Le développement communautaire, la participation citoyenne, doit inclure toutes les strates de la population. Autrement, on se retrouve cloisonné dans des concepts stériles. La participation active à des actions concrètes est souvent et pour la plupart des gens un déclencheur. Les participants s’y solidarisent, apprennent à se coordonner, échangent leur expertise et découvrent un lieu d’échange. Ils apprennent l’entraide.

Quand nous avons construit La Brunante, notre maison d’aînés, qui est une coopérative d’habitation, au départ nous voulions vraiment savoir ce que les gens désiraient. Nous avons d’abord fait le plan préliminaire d’un logement. Nous l’avons dessiné en grandeur réelle sur le plancher du centre communautaire et nous avons fait circuler les gens dedans en prenant note de leurs commentaires. Ils ont été lumineux. D’ailleurs… La Brunante est un fruit concret de l’intelligence collective. Si elle a aujourd’hui l’impact qu’on lui reconnait sur l’habitation des aînés au Québec, c’est à cause de l’investissement de la population dans la définition et la gestion du projet. Les gens sont devenus architectes.

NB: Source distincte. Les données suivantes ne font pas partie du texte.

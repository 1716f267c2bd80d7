use crate::config::Config;
use crate::films::FilmsClient;
use crate::ui::app::App;
use crate::ui::events::{AppEvent, EventHandler};
use crate::ui::input::handle_key;
use crate::ui::layout::body_rows;
use crate::ui::render::draw;
use crate::ui::terminal_guard::setup_terminal;
use crate::ui::worker::{run_command_worker, COMMAND_BUFFER};
use ratatui::layout::Rect;
use std::io;
use std::sync::Arc;
use std::time::Duration;
use tokio::sync::mpsc;
use tracing::info;

/// Run the interactive film browser until the user quits.
pub fn run(config: &Config, client: FilmsClient) -> io::Result<()> {
    let runtime = tokio::runtime::Runtime::new()?;
    let tick_rate = Duration::from_millis(config.ui.tick_rate_ms);
    let source = client.url().to_string();

    let (mut terminal, guard) = setup_terminal()?;
    let events = EventHandler::new(tick_rate);
    let (command_tx, command_rx) = mpsc::channel(COMMAND_BUFFER);
    runtime.spawn(run_command_worker(
        command_rx,
        Arc::new(client),
        events.sender(),
    ));

    let mut app = App::new()
        .with_command_sender(command_tx)
        .with_fetch_guard(config.ui.ignore_fetch_while_loading);
    app.start(&config.ui);
    info!(url = %source, "UI started");

    loop {
        let size = terminal.size()?;
        app.set_viewport_rows(body_rows(Rect::new(0, 0, size.width, size.height)));
        terminal.draw(|frame| draw(frame, &app, &source))?;
        if app.should_quit() {
            break;
        }

        match events.next(tick_rate) {
            Ok(AppEvent::Key(key)) => handle_key(&mut app, key),
            Ok(AppEvent::FilmsLoaded(result)) => app.on_films_loaded(result),
            // Redraw happens on the next loop iteration.
            Ok(AppEvent::Tick) | Ok(AppEvent::Resize(_, _)) => {}
            Err(std::sync::mpsc::RecvTimeoutError::Timeout) => {}
            Err(std::sync::mpsc::RecvTimeoutError::Disconnected) => break,
        }
    }

    drop(guard);
    // In-flight fetches are abandoned, not awaited.
    runtime.shutdown_background();
    info!("UI stopped");
    Ok(())
}
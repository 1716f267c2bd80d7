use crossterm::cursor::{Hide, Show};
use crossterm::terminal::{
    disable_raw_mode, enable_raw_mode, EnterAlternateScreen, LeaveAlternateScreen,
};
use crossterm::ExecutableCommand;
use parking_lot::Mutex;
use ratatui::backend::CrosstermBackend;
use ratatui::Terminal;
use std::io::{self, Stdout};
use std::sync::Arc;

type Cleanup = Box<dyn FnOnce() + Send + 'static>;

/// Restores the terminal when dropped or when the process panics,
/// whichever comes first. Cleanup runs at most once.
pub struct TerminalGuard {
    cleanup: Arc<Mutex<Option<Cleanup>>>,
}

impl TerminalGuard {
    fn new<F: FnOnce() + Send + 'static>(cleanup: F) -> Self {
        Self {
            cleanup: Arc::new(Mutex::new(Some(Box::new(cleanup)))),
        }
    }

    fn install_panic_hook(&self) {
        let cleanup = Arc::clone(&self.cleanup);
        let default_hook = std::panic::take_hook();
        std::panic::set_hook(Box::new(move |info| {
            if let Some(cleanup) = cleanup.lock().take() {
                cleanup();
            }
            default_hook(info);
        }));
    }

    fn restore(&self) {
        if let Some(cleanup) = self.cleanup.lock().take() {
            cleanup();
        }
    }
}

impl Drop for TerminalGuard {
    fn drop(&mut self) {
        self.restore();
    }
}

pub fn setup_terminal() -> io::Result<(Terminal<CrosstermBackend<Stdout>>, TerminalGuard)> {
    enable_raw_mode()?;
    let mut stdout = io::stdout();
    stdout.execute(EnterAlternateScreen)?;
    stdout.execute(Hide)?;

    let backend = CrosstermBackend::new(stdout);
    let terminal = Terminal::new(backend)?;
    let guard = TerminalGuard::new(|| {
        let _ = disable_raw_mode();
        let mut stdout = io::stdout();
        let _ = stdout.execute(LeaveAlternateScreen);
        let _ = stdout.execute(Show);
    });
    guard.install_panic_hook();

    Ok((terminal, guard))
}
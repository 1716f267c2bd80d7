//! Mock films API for exercising the HTTP client end to end.

#![allow(dead_code)]

use axum::body::Body;
use axum::extract::State;
use axum::http::{Request, Response, StatusCode};
use axum::routing::any;
use axum::Router;
use std::collections::VecDeque;
use std::net::SocketAddr;
use std::sync::Arc;
use tokio::net::TcpListener;
use tokio::sync::Mutex;

/// A captured request for assertions.
#[derive(Debug, Clone)]
pub struct CapturedRequest {
    pub method: String,
    pub path: String,
    pub query: Option<String>,
    pub body: Vec<u8>,
}

/// A mock response to return.
#[derive(Debug, Clone)]
pub struct MockResponse {
    pub status: u16,
    pub content_type: &'static str,
    pub body: Vec<u8>,
    pub delay_ms: u64,
}

impl Default for MockResponse {
    fn default() -> Self {
        Self::json(r#"{"count": 0, "results": []}"#)
    }
}

impl MockResponse {
    pub fn json(body: &str) -> Self {
        Self {
            status: 200,
            content_type: "application/json",
            body: body.as_bytes().to_vec(),
            delay_ms: 0,
        }
    }

    /// A films payload with one record per `(episode_id, title)`.
    pub fn films(films: &[(i64, &str)]) -> Self {
        let results: Vec<serde_json::Value> = films
            .iter()
            .map(|(id, title)| {
                serde_json::json!({
                    "title": title,
                    "episode_id": id,
                    "opening_crawl": format!("{title}\r\nopening crawl"),
                    "director": "George Lucas",
                    "release_date": format!("19{}-05-25", 70 + id),
                })
            })
            .collect();
        let body = serde_json::json!({ "count": films.len(), "results": results });
        Self::json(&body.to_string())
    }

    pub fn error(status: u16, message: &str) -> Self {
        Self {
            status,
            content_type: "application/json",
            body: format!(r#"{{"detail": "{}"}}"#, message).into_bytes(),
            delay_ms: 0,
        }
    }

    pub fn text(body: &str) -> Self {
        Self {
            status: 200,
            content_type: "text/html",
            body: body.as_bytes().to_vec(),
            delay_ms: 0,
        }
    }

    pub fn with_delay(mut self, ms: u64) -> Self {
        self.delay_ms = ms;
        self
    }
}

#[derive(Clone)]
struct MockState {
    requests: Arc<Mutex<Vec<CapturedRequest>>>,
    responses: Arc<Mutex<VecDeque<MockResponse>>>,
}

/// Mock films server on an ephemeral port.
pub struct MockBackend {
    pub addr: SocketAddr,
    state: MockState,
    shutdown: tokio::sync::watch::Sender<bool>,
}

impl MockBackend {
    /// Start a new mock server.
    pub async fn start() -> Self {
        let state = MockState {
            requests: Arc::new(Mutex::new(Vec::new())),
            responses: Arc::new(Mutex::new(VecDeque::new())),
        };

        let (shutdown_tx, mut shutdown_rx) = tokio::sync::watch::channel(false);

        let app = Router::new()
            .route("/{*path}", any(handle_request))
            .with_state(state.clone());

        let listener = TcpListener::bind("127.0.0.1:0")
            .await
            .expect("Failed to bind mock server");
        let addr = listener.local_addr().unwrap();

        tokio::spawn(async move {
            axum::serve(listener, app)
                .with_graceful_shutdown(async move {
                    let _ = shutdown_rx.changed().await;
                })
                .await
                .ok();
        });

        // Wait for server to be ready
        tokio::time::sleep(tokio::time::Duration::from_millis(10)).await;

        Self {
            addr,
            state,
            shutdown: shutdown_tx,
        }
    }

    /// Enqueue a response to be returned for the next request.
    pub async fn enqueue_response(&self, resp: MockResponse) {
        self.state.responses.lock().await.push_back(resp);
    }

    /// Get all captured requests.
    pub async fn captured_requests(&self) -> Vec<CapturedRequest> {
        self.state.requests.lock().await.clone()
    }

    /// URL of the films endpoint on this server.
    pub fn films_url(&self) -> String {
        format!("http://{}/api/films/", self.addr)
    }
}

impl Drop for MockBackend {
    fn drop(&mut self) {
        let _ = self.shutdown.send(true);
    }
}

async fn handle_request(State(state): State<MockState>, req: Request<Body>) -> Response<Body> {
    let method = req.method().to_string();
    let path = req.uri().path().to_string();
    let query = req.uri().query().map(str::to_string);

    let body = axum::body::to_bytes(req.into_body(), 1024 * 1024)
        .await
        .unwrap_or_default()
        .to_vec();

    state.requests.lock().await.push(CapturedRequest {
        method,
        path,
        query,
        body,
    });

    let mock_resp = state
        .responses
        .lock()
        .await
        .pop_front()
        .unwrap_or_default();

    if mock_resp.delay_ms > 0 {
        tokio::time::sleep(tokio::time::Duration::from_millis(mock_resp.delay_ms)).await;
    }

    Response::builder()
        .status(StatusCode::from_u16(mock_resp.status).unwrap_or(StatusCode::OK))
        .header("content-type", mock_resp.content_type)
        .body(Body::from(mock_resp.body))
        .unwrap()
}
mod intent;
mod reducer;
mod state;

pub use intent::FilmsIntent;
pub use reducer::FilmsReducer;
pub use state::{FetchPhase, FilmsViewState, ViewContent, EMPTY_PLACEHOLDER, LOADING_PLACEHOLDER};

J’ai entrevu pendant des années à Racine un individu dont je savais seulement qu’il appartenait à un groupe religieux qu’on disait fermé. Il ne parlait à personne dans le milieu. Pendant la construction de La Brunante, les travaux étaient bloqués par une bonne bordée de neige. Opération pelletage. J’ai rencontré par hasard le monsieur en question dans la rue et lui ai dit : nous sommes pris dans la neige et nous aurions besoin de toi pour donner un coup de pelle. Il est venu, a pelleté avec les autres et a offert ses services régulièrement par la suite. Aujourd’hui, il est devenu un leader participant à plusieurs activités et nous ne savons même plus s’il appartient à son église.

Une communauté n’a pas de siège réservé! Elle voyage en classe populaire. Elle intègre le plus de citoyens possible. Tout le monde a des ressources, des capacités à partager. Les bonnes idées viennent régulièrement dans le partage du travail. L’intelligence collective ne fait pas nécessairement surface en réunion autour d’une table.

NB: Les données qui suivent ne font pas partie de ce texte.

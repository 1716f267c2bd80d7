/// Marker trait for intents: user actions and async completions
/// (e.g. a finished fetch) that a reducer turns into a new state.
pub trait Intent: Send + 'static {}
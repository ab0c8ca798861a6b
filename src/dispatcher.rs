//! Forwarding of metric batches to the monitoring system
//!
//! For every metric of a batch, in order:
//!
//! ```text
//! host tag → ServiceRegistry::ensure(host, name) → result::build → process_check_result
//! ```
//!
//! A failing metric does not stop the batch. Failures are collected and
//! returned together once every metric has been tried. Nothing is retried.

use std::sync::Arc;

use tracing::{debug, error, instrument, trace, warn};

use crate::client::MonitoringApi;
use crate::error::{DispatchError, MetricFailure, SubmissionError};
use crate::registry::ServiceRegistry;
use crate::{HOST_TAG, Metric, ServiceIdentity, result, tags};

/// Sends metric batches as passive check results
///
/// Cloning is cheap and clones share the connection and the registry's locks,
/// so batches may be processed concurrently.
#[derive(Clone)]
pub struct Dispatcher {
    api: Arc<dyn MonitoringApi>,
    registry: ServiceRegistry,

    /// Prepended to metric names to form service names
    prefix: String,
}

impl Dispatcher {
    pub fn new(api: Arc<dyn MonitoringApi>, check_command: impl ToString) -> Self {
        Self {
            registry: ServiceRegistry::new(api.clone(), check_command),
            api,
            prefix: String::new(),
        }
    }

    pub fn with_prefix(mut self, prefix: impl ToString) -> Self {
        self.prefix = prefix.to_string();
        self
    }

    /// Entry point for the agent: forward one flushed batch.
    pub async fn write(&self, metrics: &[Metric]) -> Result<(), DispatchError> {
        self.process(metrics).await
    }

    /// Forward every metric of the batch, in order.
    ///
    /// An empty batch succeeds without any remote call.
    #[instrument(skip_all, fields(batch = metrics.len()))]
    pub async fn process(&self, metrics: &[Metric]) -> Result<(), DispatchError> {
        if metrics.is_empty() {
            trace!("empty batch, nothing to forward");
            return Ok(());
        }

        let mut failures = Vec::new();

        for metric in metrics {
            if let Err(failure) = self.process_one(metric).await {
                error!("{failure}");
                failures.push(failure);
            }
        }

        if failures.is_empty() {
            debug!("forwarded {} metrics", metrics.len());
            Ok(())
        } else {
            Err(DispatchError {
                total: metrics.len(),
                failures,
            })
        }
    }

    async fn process_one(&self, metric: &Metric) -> Result<(), MetricFailure> {
        if !metric.tags.contains_key(HOST_TAG) {
            warn!(
                "metric {} has no host tag [{}], using an empty host",
                metric.name,
                tags::canonicalize(&metric.tags)
            );
        }

        let name = format!("{}{}", self.prefix, metric.name);
        let identity = ServiceIdentity::new(metric.host(), name);
        trace!("{identity} [{}]", tags::canonicalize(&metric.tags));

        self.registry.ensure(&identity.host, &identity.name).await?;

        let check_result = result::build(&identity.host, &metric.fields);

        self.api
            .process_check_result(&identity, &check_result)
            .await
            .map_err(|source| SubmissionError {
                identity: identity.clone(),
                source,
            })?;

        Ok(())
    }
}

Pendant toutes mes études chez les dominicains, j’ai retrouvé comme un refrain un passage de l’Ecclésiastique (ch28 :vv24-34) :

« Tous ces gens ont mis leur confiance dans leurs mains et chacun est habile dans son métier. Sans eux nulle cité ne pourrait se construire et on ne pourrait ni s’installer à l’étranger ni voyager. On ne les rencontre pas parmi les faiseurs de maximes mais ils soutiennent la création ».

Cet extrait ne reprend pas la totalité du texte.